Despite the current economic climate, in which training tends to be the first thing cut from tightened budgets, the coaching industry continues to grow. A coach acts as a sounding board, motivator, mentor and teacher, and can provide advice topics ranging from time management to relationship issues. Is coaching a possible career for you?
Types of Coaches
The field of coaching goes beyond business and personal coaching to include health, parenting and counseling. Here are some examples of the various types of coaches.
Personal life coach: Personal life coaches like Kirsten Mahoney of Insight Out Life Coaching and Robin Belkin of MyVeryOwnCoach conduct coaching sessions over the phone to help overstressed clients gain control of their lives in order to reach short-term and life-long goals, be more productive at home and at work, make better decisions and develop skills.
Executive coach: Jackie Nagel, president of Synnovatia, helps entrepreneurs that are stuck, stalled, starting up or reinventing themselves. Aviv Shahar of Aviv Consulting coaches executives to help them solve problems and find growth opportunities through phone conversations, evaluation tools and mind maps.
Niches: Some niche areas coaches hone in on include the financial services industry; teaching dining and business etiquette to help professionals avoid embarrassing moments at formal events; giving advice to entrepreneurs looking for angels or venture capital investors; designing and giving presentations; and supporting women starting a business. Coaches also specialize in interview skills and marketing.
An example of a niche coach is Ita M. Olsen of OlsenSpeech, who helps with speaking skills and accent issues. Considering I’ve had more than 10 years of speech therapy due to profound hearing loss, I wondered how effective this could be over the Internet, but Olsen says that over-the-Internet speech coaching actually works faster than in person.
How to Qualify
You don’t need to get a qualification to become a coach, but if you have the right personality and skills, several international coaching organizations provide support, certification and training, including:
- American Seminar Leaders Association (ASLA)

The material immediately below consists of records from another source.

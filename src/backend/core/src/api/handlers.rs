//! API request handlers.
//!
//! All handlers return `Result<impl IntoResponse, CourierError>` so errors map
//! to HTTP status codes through the `IntoResponse` impl on `CourierError`.

use axum::{
    body::Bytes,
    extract::{Path, State},
    http::{header, HeaderMap, StatusCode},
    response::IntoResponse,
    Json,
};
use chrono::{DateTime, Utc};
use serde::{Deserialize, Serialize};
use std::time::Duration;
use uuid::Uuid;

use super::{ApiResponse, AppState};
use crate::error::CourierError;
use crate::jobs::{BackendKind, JobId, JobStatus, QueueCounts};
use crate::webhooks::{verify_inbound, NewSubscription, SubscriptionUpdate, WebhookSubscription};

// ═══════════════════════════════════════════════════════════════════════════════
// Health & Metrics
// ═══════════════════════════════════════════════════════════════════════════════

pub async fn health_check(State(state): State<AppState>) -> impl IntoResponse {
    Json(serde_json::json!({
        "status": "healthy",
        "version": env!("CARGO_PKG_VERSION"),
        "backend": state.manager.backend_kind(),
        "timestamp": Utc::now().to_rfc3339()
    }))
}

pub async fn prometheus_metrics(State(state): State<AppState>) -> impl IntoResponse {
    (
        [(header::CONTENT_TYPE, "text/plain; version=0.0.4")],
        state.metrics.render(),
    )
}

// ═══════════════════════════════════════════════════════════════════════════════
// Webhook Subscriptions
// ═══════════════════════════════════════════════════════════════════════════════

/// A subscription as listed by the API. The secret is never included.
#[derive(Debug, Serialize, Deserialize)]
pub struct WebhookView {
    pub id: Uuid,
    pub url: String,
    pub events: Vec<String>,
    pub description: Option<String>,
    pub is_active: bool,
    pub metadata: serde_json::Value,
    pub created_at: DateTime<Utc>,
    pub updated_at: DateTime<Utc>,
}

impl From<WebhookSubscription> for WebhookView {
    fn from(sub: WebhookSubscription) -> Self {
        Self {
            id: sub.id,
            url: sub.url,
            events: sub.events.into_iter().collect(),
            description: sub.description,
            is_active: sub.is_active,
            metadata: sub.metadata,
            created_at: sub.created_at,
            updated_at: sub.updated_at,
        }
    }
}

pub async fn create_webhook(
    State(state): State<AppState>,
    Json(req): Json<NewSubscription>,
) -> Result<impl IntoResponse, CourierError> {
    let subscription = state.dispatcher.register(req).await?;

    // The only response besides rotation that carries the secret.
    Ok((StatusCode::CREATED, Json(ApiResponse::success(subscription))))
}

pub async fn list_webhooks(
    State(state): State<AppState>,
) -> Result<impl IntoResponse, CourierError> {
    let views: Vec<WebhookView> = state
        .dispatcher
        .list()
        .await?
        .into_iter()
        .map(WebhookView::from)
        .collect();

    Ok(Json(ApiResponse::success(views)))
}

pub async fn get_webhook(
    State(state): State<AppState>,
    Path(id): Path<Uuid>,
) -> Result<impl IntoResponse, CourierError> {
    let subscription = state.dispatcher.get(id).await?;
    Ok(Json(ApiResponse::success(WebhookView::from(subscription))))
}

pub async fn update_webhook(
    State(state): State<AppState>,
    Path(id): Path<Uuid>,
    Json(req): Json<SubscriptionUpdate>,
) -> Result<axum::response::Response, CourierError> {
    let rotated = req.rotate_secret;
    let subscription = state.dispatcher.update(id, req).await?;

    let response = if rotated {
        Json(ApiResponse::success(subscription)).into_response()
    } else {
        Json(ApiResponse::success(WebhookView::from(subscription))).into_response()
    };
    Ok(response)
}

pub async fn delete_webhook(
    State(state): State<AppState>,
    Path(id): Path<Uuid>,
) -> Result<impl IntoResponse, CourierError> {
    state.dispatcher.delete(id).await?;
    Ok(StatusCode::NO_CONTENT)
}

pub async fn list_deliveries(
    State(state): State<AppState>,
    Path(id): Path<Uuid>,
) -> Result<impl IntoResponse, CourierError> {
    let deliveries = state.dispatcher.deliveries(id).await?;
    Ok(Json(ApiResponse::success(deliveries)))
}

// ═══════════════════════════════════════════════════════════════════════════════
// Events
// ═══════════════════════════════════════════════════════════════════════════════

#[derive(Debug, Deserialize)]
pub struct TriggerEventRequest {
    pub event: String,
    #[serde(default)]
    pub payload: serde_json::Value,
}

#[derive(Debug, Serialize, Deserialize)]
pub struct TriggerEventResponse {
    pub event: String,
    pub enqueued: usize,
}

pub async fn trigger_event(
    State(state): State<AppState>,
    Json(req): Json<TriggerEventRequest>,
) -> Result<impl IntoResponse, CourierError> {
    let enqueued = state.dispatcher.trigger_event(&req.event, req.payload).await?;

    Ok((
        StatusCode::ACCEPTED,
        Json(ApiResponse::success(TriggerEventResponse {
            event: req.event,
            enqueued,
        })),
    ))
}

// ═══════════════════════════════════════════════════════════════════════════════
// Queues
// ═══════════════════════════════════════════════════════════════════════════════

#[derive(Debug, Serialize, Deserialize)]
pub struct QueueStatusResponse {
    pub queue: String,
    pub backend: BackendKind,
    #[serde(flatten)]
    pub counts: QueueCounts,
}

pub async fn queue_status(
    State(state): State<AppState>,
    Path(name): Path<String>,
) -> Result<impl IntoResponse, CourierError> {
    let counts = state.manager.get_status(&name).await?;

    Ok(Json(ApiResponse::success(QueueStatusResponse {
        queue: name,
        backend: state.manager.backend_kind(),
        counts,
    })))
}

pub async fn get_job(
    State(state): State<AppState>,
    Path((name, id)): Path<(String, String)>,
) -> Result<impl IntoResponse, CourierError> {
    let job_id: JobId = id.parse()?;
    let job = state
        .manager
        .get_job(&name, job_id)
        .await?
        .ok_or_else(|| CourierError::job_not_found(&name, job_id))?;

    Ok(Json(ApiResponse::success(job)))
}

#[derive(Debug, Deserialize)]
pub struct CleanQueueRequest {
    /// Minimum age in milliseconds of the jobs to purge
    pub grace_ms: u64,
    /// Restrict the purge to one status
    #[serde(default)]
    pub status: Option<JobStatus>,
}

pub async fn clean_queue(
    State(state): State<AppState>,
    Path(name): Path<String>,
    Json(req): Json<CleanQueueRequest>,
) -> Result<impl IntoResponse, CourierError> {
    let removed = state
        .manager
        .clean(&name, Duration::from_millis(req.grace_ms), req.status)
        .await?;

    Ok(Json(ApiResponse::success(serde_json::json!({
        "queue": name,
        "removed": removed,
    }))))
}

// ═══════════════════════════════════════════════════════════════════════════════
// Inbound
// ═══════════════════════════════════════════════════════════════════════════════

pub async fn receive_inbound(
    State(state): State<AppState>,
    headers: HeaderMap,
    body: Bytes,
) -> Result<impl IntoResponse, CourierError> {
    let settings = state.dispatcher.settings();
    let secret = settings
        .inbound_secret
        .as_deref()
        .ok_or_else(|| CourierError::unauthorized("Inbound webhooks are not configured"))?;

    let inbound = verify_inbound(
        &headers,
        &body,
        secret,
        &settings.event_header,
        &settings.signature_header,
    )?;

    tracing::info!(event = %inbound.event, "Inbound webhook accepted");

    Ok(Json(ApiResponse::success(serde_json::json!({
        "received": true,
        "event": inbound.event,
    }))))
}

- Coaching Training Alliance
- Coach U (offers a free book in exchange for completing a form)
- International Association of Coaching (IAC)
- International Coach Federation (ICF)
- iPEC Coaching
Most coaches have gone through such training, or obtained graduate degrees in counseling and coaching that built upon the listening and people skills they already had. Some training courses recommend having clients as you undergo training. ICF recommends three steps:
- Go through coaching training regardless of your experience and background.
- Work with a credentialed coach to get a feel for what it’s like to be a coaching client.
- Earn coaching credentials or certification.
Typical coaching tools might include social networking apps, phone, headset, remote access tools (like GoToMyPC), webcam, video and voice recording apps, email, IM client, Skype, CRM tools (like Salesforce, ACT! or Zoho CRM), and email newsletter delivery applications (like Constant Contact or TailoredMail).
Coaches land clients from speaking engagements, face-to-face networking, teaching classes and seminars, word of mouth, radio show appearances, their web sites and by offering one complimentary session (it helps assess if coach and coached are compatible). Regular email newsletters containing valuable information can help to keep coaches in the minds of clients and prospects.
Joanne Friedman, chief executive officer/principal analyst with Connekted Minds Inc., built that company’s client base through networks like LinkedIn, social media, blogs and email. BackPocketCOO‘s Cameron Herold even found a client through Twitter. “One of the first people who followed me was an entrepreneur from LA who’s building companies. She and I connected in person at a fun event we both attended and instantly hit it off. Over the past year, we’ve stayed in touch using Twitter, FaceBook, email and phone. Without Twitter, we’d never have met,” says Herold.
Before jumping into the coaching waters, heed this advice from Lori Link of Resource Link Corp: “Identify your ideal client profile and only do business with those who fit. Otherwise it’s the old 80/20 rule — the 20 percent that don’t fit your profile will take 80 percent of your time and give you 100 percent of your heartburn.”
Would you consider a coaching career?